■ Your assignment
Every line below must be given again exactly.
>>>>
use serde::Serialize;
use serde_json::Value;
use tracing::debug;

use crate::Attributes;
use crate::BlockError;
use crate::BlockResult;
use crate::ParseDiagnostic;
use crate::ParseOptions;
use crate::RawBlockNode;
use crate::RichText;
use crate::matcher::get_attributes_for_schema;
use crate::migration::SchemaVersion;
use crate::migration::apply_block_deprecated_versions;
use crate::parser::parse_with_diagnostics;
use crate::schema::AttributeType;
use crate::schema::BlockTypeRegistry;
use crate::serializer::serialize_raw_block_with;
use crate::validation::ValidationIssue;

/// A block with its attributes resolved against its type's schema.
#[derive(Debug, Clone, PartialEq, Serialize)]
#[serde(rename_all = "camelCase")]
pub struct ParsedBlock {
	/// Fully qualified block name.
	pub name: String,
	/// Every schema attribute with defaults applied.
	pub attributes: Attributes,
	pub inner_blocks: Vec<ParsedBlock>,
	pub is_valid: bool,
	pub validation_issues: Vec<ValidationIssue>,
	/// The block's stored markup, excluding inner blocks.
	pub original_content: String,
	/// The node as parsed. Present only when the block stayed invalid, so
	/// serialization can reproduce it unchanged.
	#[serde(skip_serializing_if = "Option::is_none")]
	pub raw_source: Option<RawBlockNode>,
}

impl ParsedBlock {
	/// A valid block with no stored content.
	pub fn new(
		name: impl Into<String>,
		attributes: Attributes,
		inner_blocks: Vec<ParsedBlock>,
	) -> Self {
		Self {
			name: name.into(),
			attributes,
			inner_blocks,
			is_valid: true,
			validation_issues: vec![],
			original_content: String::new(),
			raw_source: None,
		}
	}

	/// Visit this block and all descendants, parents first.
	pub fn walk(&self) -> Vec<&ParsedBlock> {
		let mut blocks = vec![];
		let mut pending = vec![self];
		while let Some(block) = pending.pop() {
			blocks.push(block);
			pending.extend(block.inner_blocks.iter().rev());
		}
		blocks
	}
}

/// Create a block of a registered type.
///
/// Attributes outside the schema are dropped, values failing their declared
/// type are replaced with defaults and rich-text attributes given as HTML
/// strings are converted.
pub fn create_block(
	registry: &dyn BlockTypeRegistry,
	name: &str,
	attributes: Attributes,
	inner_blocks: Vec<ParsedBlock>,
) -> BlockResult<ParsedBlock> {
	let block_type = registry
		.lookup(name)
		.ok_or_else(|| BlockError::UnknownBlockType(name.to_string()))?;

	let mut sanitized = Attributes::new();
	for (key, entry) in block_type.schema().iter() {
		let value = attributes.get(key).cloned().map(|value| {
			match (entry.r#type, value) {
				(Some(AttributeType::RichText), Value::String(html)) => {
					RichText::from_html(&html).to_value()
				}
				(_, value) => value,
			}
		});
		let value = value
			.filter(|value| entry.accepts(value))
			.or_else(|| entry.default.clone())
			.or_else(|| {
				(entry.r#type == Some(AttributeType::RichText))
					.then(|| RichText::default().to_value())
			});

		if let Some(value) = value {
			sanitized.insert(key.clone(), value);
		}
	}

	Ok(ParsedBlock::new(name, sanitized, inner_blocks))
}

/// Parse a document and resolve, validate and migrate every block.
pub fn parse_and_validate(
	document: impl AsRef<str>,
	registry: &dyn BlockTypeRegistry,
) -> Vec<ParsedBlock> {
	parse_and_validate_with(document, registry, &ParseOptions::default()).0
}

/// [`parse_and_validate`] with explicit options, also returning parse
/// diagnostics.
pub fn parse_and_validate_with(
	document: impl AsRef<str>,
	registry: &dyn BlockTypeRegistry,
	options: &ParseOptions,
) -> (Vec<ParsedBlock>, Vec<ParseDiagnostic>) {
	let (raw_blocks, diagnostics) = parse_with_diagnostics(document, options);
	let blocks = raw_blocks
		.iter()
		.filter_map(|raw| parse_raw_block_with(raw, registry, options))
		.collect();

	(blocks, diagnostics)
}

/// Turn a raw node into a parsed block.
///
/// Freeform text maps to the registry's freeform block and is dropped when
/// it is only whitespace. Blocks of unknown type are wrapped in the
/// registry's unregistered block, keeping their source verbatim. Returns
/// `None` when no type can represent the node.
pub fn parse_raw_block(
	raw: &RawBlockNode,
	registry: &dyn BlockTypeRegistry,
) -> Option<ParsedBlock> {
	parse_raw_block_with(raw, registry, &ParseOptions::default())
}

/// [`parse_raw_block`] for a node parsed with `options`. The verbatim source
/// kept for unregistered blocks omits `options.default_namespace`.
pub fn parse_raw_block_with(
	raw: &RawBlockNode,
	registry: &dyn BlockTypeRegistry,
	options: &ParseOptions,
) -> Option<ParsedBlock> {
	let inner_html = raw.inner_html.trim();
	let Some(name) = raw.block_name.as_deref() else {
		if inner_html.is_empty() {
			return None;
		}
		let Some(freeform) = registry.freeform_name() else {
			debug!("no freeform block registered, dropping literal text");
			return None;
		};
		return build_block(freeform, &Attributes::new(), inner_html, vec![], raw, registry);
	};

	if registry.lookup(name).is_some() {
		let inner_blocks = raw
			.inner_blocks
			.iter()
			.filter_map(|inner| parse_raw_block_with(inner, registry, options))
			.collect();
		return build_block(name, &raw.attrs, inner_html, inner_blocks, raw, registry);
	}

	let Some(fallback) = registry.unregistered_name().or(registry.freeform_name()) else {
		debug!(name, "no fallback for unregistered block, dropping it");
		return None;
	};
	debug!(name, fallback, "wrapping unregistered block");

	let original_content = serialize_raw_block_with(raw, &options.default_namespace);
	let mut attrs = Attributes::new();
	attrs.insert("originalName".to_string(), Value::String(name.to_string()));
	attrs.insert("originalContent".to_string(), Value::String(original_content.clone()));
	attrs.insert(
		"originalUndelimitedContent".to_string(),
		Value::String(raw.inner_html.clone()),
	);

	build_block(fallback, &attrs, &original_content, vec![], raw, registry)
}

fn build_block(
	name: &str,
	comment_attrs: &Attributes,
	inner_html: &str,
	inner_blocks: Vec<ParsedBlock>,
	raw: &RawBlockNode,
	registry: &dyn BlockTypeRegistry,
) -> Option<ParsedBlock> {
	let block_type = registry.lookup(name)?;
	let current = SchemaVersion::current(&block_type);

	let attributes = get_attributes_for_schema(&current.schema, inner_html, comment_attrs);
	let (attributes, is_valid, validation_issues) =
		current.validate_with_fixes(attributes, inner_html);

	let block = ParsedBlock {
		name: name.to_string(),
		attributes,
		inner_blocks,
		is_valid,
		validation_issues,
		original_content: inner_html.to_string(),
		raw_source: None,
	};

	let was_valid = block.is_valid;
	let mut block = apply_block_deprecated_versions(block, raw, &block_type);

	if !block.is_valid {
		debug!(name, issues = block.validation_issues.len(), "block is invalid");
		block.raw_source = Some(raw.clone());
	} else if !was_valid {
		debug!(name, "block updated from a deprecated version");
	}

	Some(block)
}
<<<<
■ Answer to this task
use serde::Serialize;
use serde_json::Value;
use tracing::debug;

use crate::Attributes;
use crate::BlockError;
use crate::BlockResult;
use crate::ParseDiagnostic;
use crate::ParseOptions;
use crate::RawBlockNode;
use crate::RichText;
use crate::matcher::get_attributes_for_schema;
use crate::migration::SchemaVersion;
use crate::migration::apply_block_deprecated_versions;
use crate::parser::parse_with_diagnostics;
use crate::schema::AttributeType;
use crate::schema::BlockTypeRegistry;
use crate::serializer::serialize_raw_block_with;
use crate::validation::ValidationIssue;

/// A block with its attributes resolved against its type's schema.
#[derive(Debug, Clone, PartialEq, Serialize)]
#[serde(rename_all = "camelCase")]
pub struct ParsedBlock {
	/// Fully qualified block name.
	pub name: String,
	/// Every schema attribute with defaults applied.
	pub attributes: Attributes,
	pub inner_blocks: Vec<ParsedBlock>,
	pub is_valid: bool,
	pub validation_issues: Vec<ValidationIssue>,
	/// The block's stored markup, excluding inner blocks.
	pub original_content: String,
	/// The node as parsed. Present only when the block stayed invalid, so
	/// serialization can reproduce it unchanged.
	#[serde(skip_serializing_if = "Option::is_none")]
	pub raw_source: Option<RawBlockNode>,
}

impl ParsedBlock {
	/// A valid block with no stored content.
	pub fn new(
		name: impl Into<String>,
		attributes: Attributes,
		inner_blocks: Vec<ParsedBlock>,
	) -> Self {
		Self {
			name: name.into(),
			attributes,
			inner_blocks,
			is_valid: true,
			validation_issues: vec![],
			original_content: String::new(),
			raw_source: None,
		}
	}

	/// Visit this block and all descendants, parents first.
	pub fn walk(&self) -> Vec<&ParsedBlock> {
		let mut blocks = vec![];
		let mut pending = vec![self];
		while let Some(block) = pending.pop() {
			blocks.push(block);
			pending.extend(block.inner_blocks.iter().rev());
		}
		blocks
	}
}

/// Create a block of a registered type.
///
/// Attributes outside the schema are dropped, values failing their declared
/// type are replaced with defaults and rich-text attributes given as HTML
/// strings are converted.
pub fn create_block(
	registry: &dyn BlockTypeRegistry,
	name: &str,
	attributes: Attributes,
	inner_blocks: Vec<ParsedBlock>,
) -> BlockResult<ParsedBlock> {
	let block_type = registry
		.lookup(name)
		.ok_or_else(|| BlockError::UnknownBlockType(name.to_string()))?;

	let mut sanitized = Attributes::new();
	for (key, entry) in block_type.schema().iter() {
		let value = attributes.get(key).cloned().map(|value| {
			match (entry.r#type, value) {
				(Some(AttributeType::RichText), Value::String(html)) => {
					RichText::from_html(&html).to_value()
				}
				(_, value) => value,
			}
		});
		let value = value
			.filter(|value| entry.accepts(value))
			.or_else(|| entry.default.clone())
			.or_else(|| {
				(entry.r#type == Some(AttributeType::RichText))
					.then(|| RichText::default().to_value())
			});

		if let Some(value) = value {
			sanitized.insert(key.clone(), value);
		}
	}

	Ok(ParsedBlock::new(name, sanitized, inner_blocks))
}

/// Parse a document and resolve, validate and migrate every block.
pub fn parse_and_validate(
	document: impl AsRef<str>,
	registry: &dyn BlockTypeRegistry,
) -> Vec<ParsedBlock> {
	parse_and_validate_with(document, registry, &ParseOptions::default()).0
}

/// [`parse_and_validate`] with explicit options, also returning parse
/// diagnostics.
pub fn parse_and_validate_with(
	document: impl AsRef<str>,
	registry: &dyn BlockTypeRegistry,
	options: &ParseOptions,
) -> (Vec<ParsedBlock>, Vec<ParseDiagnostic>) {
	let (raw_blocks, diagnostics) = parse_with_diagnostics(document, options);
	let blocks = raw_blocks
		.iter()
		.filter_map(|raw| parse_raw_block_with(raw, registry, options))
		.collect();

	(blocks, diagnostics)
}

/// Turn a raw node into a parsed block.
///
/// Freeform text maps to the registry's freeform block and is dropped when
/// it is only whitespace. Blocks of unknown type are wrapped in the
/// registry's unregistered block, keeping their source verbatim. Returns
/// `None` when no type can represent the node.
pub fn parse_raw_block(
	raw: &RawBlockNode,
	registry: &dyn BlockTypeRegistry,
) -> Option<ParsedBlock> {
	parse_raw_block_with(raw, registry, &ParseOptions::default())
}

/// [`parse_raw_block`] for a node parsed with `options`. The verbatim source
/// kept for unregistered blocks omits `options.default_namespace`.
pub fn parse_raw_block_with(
	raw: &RawBlockNode,
	registry: &dyn BlockTypeRegistry,
	options: &ParseOptions,
) -> Option<ParsedBlock> {
	let inner_html = raw.inner_html.trim();
	let Some(name) = raw.block_name.as_deref() else {
		if inner_html.is_empty() {
			return None;
		}
		let Some(freeform) = registry.freeform_name() else {
			debug!("no freeform block registered, dropping literal text");
			return None;
		};
		return build_block(freeform, &Attributes::new(), inner_html, vec![], raw, registry);
	};

	if registry.lookup(name).is_some() {
		let inner_blocks = raw
			.inner_blocks
			.iter()
			.filter_map(|inner| parse_raw_block_with(inner, registry, options))
			.collect();
		return build_block(name, &raw.attrs, inner_html, inner_blocks, raw, registry);
	}

	let Some(fallback) = registry.unregistered_name().or(registry.freeform_name()) else {
		debug!(name, "no fallback for unregistered block, dropping it");
		return None;
	};
	debug!(name, fallback, "wrapping unregistered block");

	let original_content = serialize_raw_block_with(raw, &options.default_namespace);
	let mut attrs = Attributes::new();
	attrs.insert("originalName".to_string(), Value::String(name.to_string()));
	attrs.insert("originalContent".to_string(), Value::String(original_content.clone()));
	attrs.insert(
		"originalUndelimitedContent".to_string(),
		Value::String(raw.inner_html.clone()),
	);

	build_block(fallback, &attrs, &original_content, vec![], raw, registry)
}

fn build_block(
	name: &str,
	comment_attrs: &Attributes,
	inner_html: &str,
	inner_blocks: Vec<ParsedBlock>,
	raw: &RawBlockNode,
	registry: &dyn BlockTypeRegistry,
) -> Option<ParsedBlock> {
	let block_type = registry.lookup(name)?;
	let current = SchemaVersion::current(&block_type);

	let attributes = get_attributes_for_schema(&current.schema, inner_html, comment_attrs);
	let (attributes, is_valid, validation_issues) =
		current.validate_with_fixes(attributes, inner_html);

	let block = ParsedBlock {
		name: name.to_string(),
		attributes,
		inner_blocks,
		is_valid,
		validation_issues,
		original_content: inner_html.to_string(),
		raw_source: None,
	};

	let was_valid = block.is_valid;
	let mut block = apply_block_deprecated_versions(block, raw, &block_type);

	if !block.is_valid {
		debug!(name, issues = block.validation_issues.len(), "block is invalid");
		block.raw_source = Some(raw.clone());
	} else if !was_valid {
		debug!(name, "block updated from a deprecated version");
	}

	Some(block)
}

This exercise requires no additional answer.